"Incrível e anormal." Temperatura na Antártida ultrapassa os 20 graus

Cientistas descrevem os 20,75 graus registados na ilha de Seymour como um fenómeno "incrível e anormal".

Os termómetros na Antártida registaram, no domingo, temperaturas superiores a 20 graus pela primeira vez na História, aumentando os receios de instabilidade climática no maior repositório mundial de gelo. Os 20,75 graus registados por cientistas brasileiros na ilha Seymor a 9 de fevereiro, o último domingo, foram superiores, em quase um grau, ao recorde anterior de 19,8 graus, que tinha sido registado na ilha Signy, em janeiro de 1982.

Os cientistas que recolhem os dados das estações de monitorização remota, a cada três dias, descreveram este novo registo como "incrível e anormal", avança o The Guardian.

"Estamos a ver a tendência de aquecimento em muitos dos locais que estamos a monitorizar, mas nunca vimos nada assim", explicou Carlos Schaefer, do Terrantar, um projeto do governo brasileiro que monitoriza o impactos das alterações climáticas em 23 locais da Antártida.

Esta informação surge praticamente uma semana depois de se saber que a 6 de fevereiro a Antártida argentina conheceu o seu dia mais quente desde que há registos meteorológicos na região: 18,3 graus.

Todos estes registos ainda precisam de ser confirmados pela Organização Meteorológica Mundial, mas são consistentes com a tendência que se tem registado na península e nas ilhas mais próximas, que aqueceram quase 3 graus desde a era pré-industrial.

A região da Antártida armazena cerca de 70% da água doce no mundo, em forma de neve e gelo. Caso tudo derreta durante as próximas gerações, o nível da água do mar aumentará entre 50 a 60 metros.

Os cientistas da ONU preveem que o nível da água do mar aumente entre 30 a 110 centímetros até ao final deste século. Números que podem variar conforme os esforços humanos para reduzir as emissões de dióxido de carbono.

Carlos Schaefer afirmou que monitorizar os dados destas áreas ajuda a comunidade científica a perceber o que está reservado para outras partes da região.

"É importante supervisionar áreas como as Ilhas Shetland do Sul e a península da Antártida porque podem antecipar desenvolvimentos que acontecerão no futuro, um futuro próximo", acrescentou o especialista.
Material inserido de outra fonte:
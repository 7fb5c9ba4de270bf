//! service-core: shared infrastructure for the payment gateway proxy.
pub mod error;
pub mod integrity;
pub mod middleware;
pub mod observability;

pub use axum;
pub use secrecy;
pub use serde;
pub use serde_json;
pub use tokio;
pub use tower_http;
pub use tracing;
pub use validator;
//! Payment integrity verification.
//!
//! Payment gateways authenticate messages with a lowercase hex HMAC-SHA256
//! digest over a canonical string that both sides rebuild independently.
//! This module signs and verifies those digests. How the canonical string is
//! assembled belongs to each gateway integration, expressed through
//! [`CanonicalPayload`].

use std::fmt;

use hmac::{Hmac, Mac};
use secrecy::{ExposeSecret, Secret};
use sha2::Sha256;
use subtle::ConstantTimeEq;
use thiserror::Error;

type HmacSha256 = Hmac<Sha256>;

/// Separator placed between a digest and its salt index.
pub const SALT_INDEX_SEPARATOR: &str = "###";

#[derive(Debug, Error, PartialEq, Eq)]
pub enum IntegrityError {
    #[error("signing secret is empty")]
    EmptySecret,

    #[error("invalid signing key: {0}")]
    InvalidKey(String),
}

/// Types that render the exact string a gateway signs.
///
/// Implementations must be byte-for-byte reproducible: the gateway rebuilds
/// the same string on its side before hashing.
pub trait CanonicalPayload {
    fn canonical_string(&self) -> String;
}

/// A digest suffixed with the salt index that identifies the secret version.
#[derive(Debug, Clone, PartialEq, Eq)]
pub struct SaltedChecksum {
    pub digest: String,
    pub salt_index: u32,
}

impl fmt::Display for SaltedChecksum {
    fn fmt(&self, f: &mut fmt::Formatter<'_>) -> fmt::Result {
        write!(
            f,
            "{}{}{}",
            self.digest, SALT_INDEX_SEPARATOR, self.salt_index
        )
    }
}

/// HMAC-SHA256 signer/verifier bound to one shared secret.
///
/// The secret is validated once at construction, so signing never fails
/// afterwards. Cloning is cheap and the value is `Send + Sync`.
#[derive(Clone)]
pub struct PaymentIntegrityVerifier {
    mac: HmacSha256,
}

impl fmt::Debug for PaymentIntegrityVerifier {
    fn fmt(&self, f: &mut fmt::Formatter<'_>) -> fmt::Result {
        f.debug_struct("PaymentIntegrityVerifier")
            .finish_non_exhaustive()
    }
}

impl PaymentIntegrityVerifier {
    /// Build a verifier from a configured secret.
    pub fn new(secret: &Secret<String>) -> Result<Self, IntegrityError> {
        Self::from_key(secret.expose_secret().as_bytes())
    }

    fn from_key(key: &[u8]) -> Result<Self, IntegrityError> {
        if key.is_empty() {
            return Err(IntegrityError::EmptySecret);
        }

        let mac = HmacSha256::new_from_slice(key)
            .map_err(|e| IntegrityError::InvalidKey(e.to_string()))?;

        Ok(Self { mac })
    }

    /// Lowercase hex HMAC-SHA256 of `canonical`.
    pub fn sign(&self, canonical: impl AsRef<[u8]>) -> String {
        let mut mac = self.mac.clone();
        mac.update(canonical.as_ref());
        hex::encode(mac.finalize().into_bytes())
    }

    pub fn sign_payload<P>(&self, payload: &P) -> String
    where
        P: CanonicalPayload + ?Sized,
    {
        self.sign(payload.canonical_string())
    }

    pub fn sign_salted(&self, canonical: impl AsRef<[u8]>, salt_index: u32) -> SaltedChecksum {
        SaltedChecksum {
            digest: self.sign(canonical),
            salt_index,
        }
    }

    /// Recompute the signature of `canonical` and compare it to `supplied`
    /// in constant time.
    pub fn verify(&self, canonical: impl AsRef<[u8]>, supplied: &str) -> bool {
        constant_time_eq(&self.sign(canonical), supplied)
    }

    pub fn verify_payload<P>(&self, payload: &P, supplied: &str) -> bool
    where
        P: CanonicalPayload + ?Sized,
    {
        self.verify(payload.canonical_string(), supplied)
    }

    /// Verify a `digest###index` checksum. The index must match as well.
    pub fn verify_salted(
        &self,
        canonical: impl AsRef<[u8]>,
        salt_index: u32,
        supplied: &str,
    ) -> bool {
        let expected = self.sign_salted(canonical, salt_index).to_string();
        constant_time_eq(&expected, supplied)
    }
}

/// Sign `canonical` with `secret`.
pub fn sign(canonical: impl AsRef<[u8]>, secret: &str) -> Result<String, IntegrityError> {
    Ok(PaymentIntegrityVerifier::from_key(secret.as_bytes())?.sign(canonical))
}

/// Verify `supplied` against the signature of `canonical` under `secret`.
///
/// An empty secret yields `false` rather than an error.
pub fn verify(canonical: impl AsRef<[u8]>, secret: &str, supplied: &str) -> bool {
    match PaymentIntegrityVerifier::from_key(secret.as_bytes()) {
        Ok(verifier) => verifier.verify(canonical, supplied),
        Err(_) => false,
    }
}

fn constant_time_eq(expected: &str, supplied: &str) -> bool {
    let expected_bytes = expected.as_bytes();
    let supplied_bytes = supplied.as_bytes();

    if expected_bytes.len() != supplied_bytes.len() {
        return false;
    }

    expected_bytes.ct_eq(supplied_bytes).into()
}
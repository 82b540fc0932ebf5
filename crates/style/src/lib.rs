pub mod computed;
pub mod dimension;
pub mod flex;
pub mod parsers;
pub mod props;

pub use computed::{
    parse_style, ConstrainedSize, FlexBasis, FlexModel, Gap, PaintHint, StyleRecord,
};
pub use dimension::{Dimension, RawSize};
pub use flex::{AlignContent, AlignItems, AlignSelf, FlexDirection, FlexWrap, JustifyContent};
pub use parsers::StyleParseError;
pub use props::StyleProps;
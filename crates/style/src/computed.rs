//! The canonical, default-filled style record consumed by the layout engine.

use crate::dimension::{Dimension, RawSize};
use crate::flex::{AlignContent, AlignItems, AlignSelf, FlexDirection, FlexWrap, JustifyContent};
use crate::props::StyleProps;
use serde::Serialize;
use trellis_types::{Axis, Edges};

/// A size along one axis together with its clamping bounds.
#[derive(Debug, Clone, PartialEq, Default, Serialize)]
pub struct ConstrainedSize {
    pub value: Dimension,
    pub min: Dimension,
    pub max: Dimension,
}

/// The flex basis of an item.
#[derive(Debug, Clone, PartialEq, Serialize)]
#[serde(rename_all = "camelCase")]
pub enum FlexBasis {
    Length(Dimension),
    /// Size the item from its content, ignoring its own main size.
    Content,
}

impl Default for FlexBasis {
    fn default() -> Self {
        FlexBasis::Length(Dimension::Auto)
    }
}

#[derive(Debug, Clone, PartialEq, Default, Serialize)]
pub struct FlexModel {
    pub direction: FlexDirection,
    pub wrap: FlexWrap,
    pub justify_content: JustifyContent,
    pub align_items: AlignItems,
    pub align_content: AlignContent,
    // Item properties
    pub grow: f32,
    pub shrink: f32,
    pub basis: FlexBasis,
    pub align_self: AlignSelf,
}

/// Gap between adjacent items (`main`) and between wrapped lines (`cross`).
#[derive(Debug, Clone, Copy, PartialEq, Default, Serialize)]
pub struct Gap {
    pub main: f32,
    pub cross: f32,
}

/// Opaque paint data. Layout never reads it.
#[derive(Debug, Clone, PartialEq, Default, Serialize)]
pub struct PaintHint {
    pub background_color: Option<String>,
    pub color: Option<String>,
    /// Optional depth hint used to order painting.
    pub z_index: Option<i32>,
}

#[derive(Debug, Clone, PartialEq, Serialize)]
pub struct StyleRecord {
    pub width: ConstrainedSize,
    pub height: ConstrainedSize,
    pub flex: FlexModel,
    pub margin: Edges<Dimension>,
    pub padding: Edges<Dimension>,
    pub border_width: Edges<Dimension>,
    pub gap: Gap,
    pub paint: PaintHint,
}

impl Default for StyleRecord {
    fn default() -> Self {
        parse_style(&StyleProps::default())
    }
}

impl StyleRecord {
    pub fn size(&self, axis: Axis) -> &ConstrainedSize {
        match axis {
            Axis::Horizontal => &self.width,
            Axis::Vertical => &self.height,
        }
    }

    /// Returns the first literal that failed percentage parsing, if any.
    pub fn first_malformed(&self) -> Option<&str> {
        let sizes = [&self.width, &self.height]
            .into_iter()
            .flat_map(|s| [&s.value, &s.min, &s.max]);
        let edges = [&self.margin, &self.padding, &self.border_width]
            .into_iter()
            .flat_map(|e| [&e.left, &e.right, &e.top, &e.bottom]);
        let basis = match &self.flex.basis {
            FlexBasis::Length(dim) => Some(dim),
            FlexBasis::Content => None,
        };
        sizes
            .chain(edges)
            .chain(basis)
            .find_map(|dim| dim.malformed())
    }
}

fn dimension(raw: Option<&RawSize>) -> Dimension {
    raw.map(Dimension::from_raw).unwrap_or_default()
}

/// Picks the most specific value: single edge, then axis, then all edges.
fn edge(single: &Option<RawSize>, axis: &Option<RawSize>, all: &Option<RawSize>) -> Dimension {
    dimension(single.as_ref().or(axis.as_ref()).or(all.as_ref()))
}

fn parse_edges(
    all: &Option<RawSize>,
    horizontal: &Option<RawSize>,
    vertical: &Option<RawSize>,
    [left, right, top, bottom]: [&Option<RawSize>; 4],
) -> Edges<Dimension> {
    Edges {
        left: edge(left, horizontal, all),
        right: edge(right, horizontal, all),
        top: edge(top, vertical, all),
        bottom: edge(bottom, vertical, all),
    }
}

fn parse_flex_basis(raw: Option<&RawSize>) -> FlexBasis {
    match raw {
        Some(RawSize::Text(text)) if text.trim().eq_ignore_ascii_case("content") => {
            FlexBasis::Content
        }
        other => FlexBasis::Length(dimension(other)),
    }
}

fn parse_flex(src: &StyleProps) -> FlexModel {
    // Without the `flex` shorthand an item keeps its own size: grow 0, shrink 0.
    // With it, `flex` stands in for a missing `flexGrow` and shrink defaults to 1.
    let (grow, shrink) = match src.flex {
        None => (src.flex_grow.unwrap_or(0.0), src.flex_shrink.unwrap_or(0.0)),
        Some(flex) => (src.flex_grow.unwrap_or(flex), src.flex_shrink.unwrap_or(1.0)),
    };

    FlexModel {
        direction: src.flex_direction.unwrap_or_default(),
        wrap: src.flex_wrap.unwrap_or_default(),
        justify_content: src.justify_content.unwrap_or_default(),
        align_items: src.align_items.unwrap_or_default(),
        align_content: src.align_content.unwrap_or_default(),
        grow: grow.max(0.0),
        shrink: shrink.max(0.0),
        basis: parse_flex_basis(src.flex_basis.as_ref()),
        align_self: src.align_self.unwrap_or_default(),
    }
}

fn parse_gap(src: &StyleProps, direction: FlexDirection) -> Gap {
    let horizontal = src.column_gap.or(src.gap).unwrap_or(0.0).max(0.0);
    let vertical = src.row_gap.or(src.gap).unwrap_or(0.0).max(0.0);
    if direction.is_row() {
        Gap {
            main: horizontal,
            cross: vertical,
        }
    } else {
        Gap {
            main: vertical,
            cross: horizontal,
        }
    }
}

/// Normalizes raw style properties into a complete [`StyleRecord`].
///
/// Total: every missing property resolves to its default, and malformed
/// size literals are kept as [`Dimension::Malformed`] for the layout pass to
/// report.
pub fn parse_style(src: &StyleProps) -> StyleRecord {
    let flex = parse_flex(src);
    let gap = parse_gap(src, flex.direction);

    StyleRecord {
        width: ConstrainedSize {
            value: dimension(src.width.as_ref()),
            min: dimension(src.min_width.as_ref()),
            max: dimension(src.max_width.as_ref()),
        },
        height: ConstrainedSize {
            value: dimension(src.height.as_ref()),
            min: dimension(src.min_height.as_ref()),
            max: dimension(src.max_height.as_ref()),
        },
        margin: parse_edges(
            &src.margin,
            &src.margin_horizontal,
            &src.margin_vertical,
            [
                &src.margin_left,
                &src.margin_right,
                &src.margin_top,
                &src.margin_bottom,
            ],
        ),
        padding: parse_edges(
            &src.padding,
            &src.padding_horizontal,
            &src.padding_vertical,
            [
                &src.padding_left,
                &src.padding_right,
                &src.padding_top,
                &src.padding_bottom,
            ],
        ),
        // Border widths have no axis shorthand.
        border_width: parse_edges(
            &src.border_width,
            &None,
            &None,
            [
                &src.border_left_width,
                &src.border_right_width,
                &src.border_top_width,
                &src.border_bottom_width,
            ],
        ),
        flex,
        gap,
        paint: PaintHint {
            background_color: src.background_color.clone(),
            color: src.color.clone(),
            z_index: src.z_index,
        },
    }
}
Em declarações à TSF, José Xavier, professor na Universidade de Coimbra, especialista em Alterações Climáticas, e que há três anos esteve numa expedição na Antártida, afirma que vamos ter cada vez mais notícias deste tipo e que os piores cenários são devastadores.

"O que se pode ter de implicações diretas em Portugal é que, com o aumento das temperaturas na Antártida, vai ter um impacto cada vez maior ao nível do degelo", alertou, acrescentando que aquela região do globo é das que mais está a sofrer com o impacto do aquecimento.

José Xavier avisa que o nível das águas podem aumentar em consequência do aumento do degelo em todo aquele continente, que se irá verificar nas próximas décadas.